**What you need to do**
Your answer should be every line with the word "NoiseField", copied from the data below.
────────────────────────────────────────
//! Coherent noise sampled per tile and scaled to terrain heights.

use noise::{NoiseFn, Simplex};

use crate::hex_grid::TileCoord;

/// Deterministic 2D simplex field remapped to `[0, 1]`.
pub struct NoiseField {
    noise: Simplex,
    frequency: f64,
    max_height: f32,
}

impl NoiseField {
    pub fn new(seed: u64, frequency: f64, max_height: f32) -> Self {
        // Simplex only takes 32 bits; fold the high half in so both halves matter.
        let folded = (seed ^ (seed >> 32)) as u32;
        Self {
            noise: Simplex::new(folded),
            frequency,
            max_height,
        }
    }

    pub fn max_height(&self) -> f32 {
        self.max_height
    }

    /// Noise at `(column, row) * frequency`, mapped from `[-1, 1]` into `[0, 1]`.
    ///
    /// A non-finite noise value is passed through so the caller can cull the tile.
    pub fn sample(&self, coord: TileCoord) -> f32 {
        let raw = self.noise.get([
            coord.column as f64 * self.frequency,
            coord.row as f64 * self.frequency,
        ]);
        (((raw + 1.0) * 0.5) as f32).clamp(0.0, 1.0)
    }

    /// Height for a `[0, 1]` noise value, or `None` when the value is not finite.
    pub fn height_for(&self, noise_value: f32) -> Option<f32> {
        if !noise_value.is_finite() {
            return None;
        }
        Some((noise_value * self.max_height).clamp(0.0, self.max_height))
    }

    /// `sample` followed by `height_for`.
    pub fn height_at(&self, coord: TileCoord) -> Option<f32> {
        self.height_for(self.sample(coord))
    }
}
────────────────────────────────────────
**Result of the task**
pub struct NoiseField {
impl NoiseField {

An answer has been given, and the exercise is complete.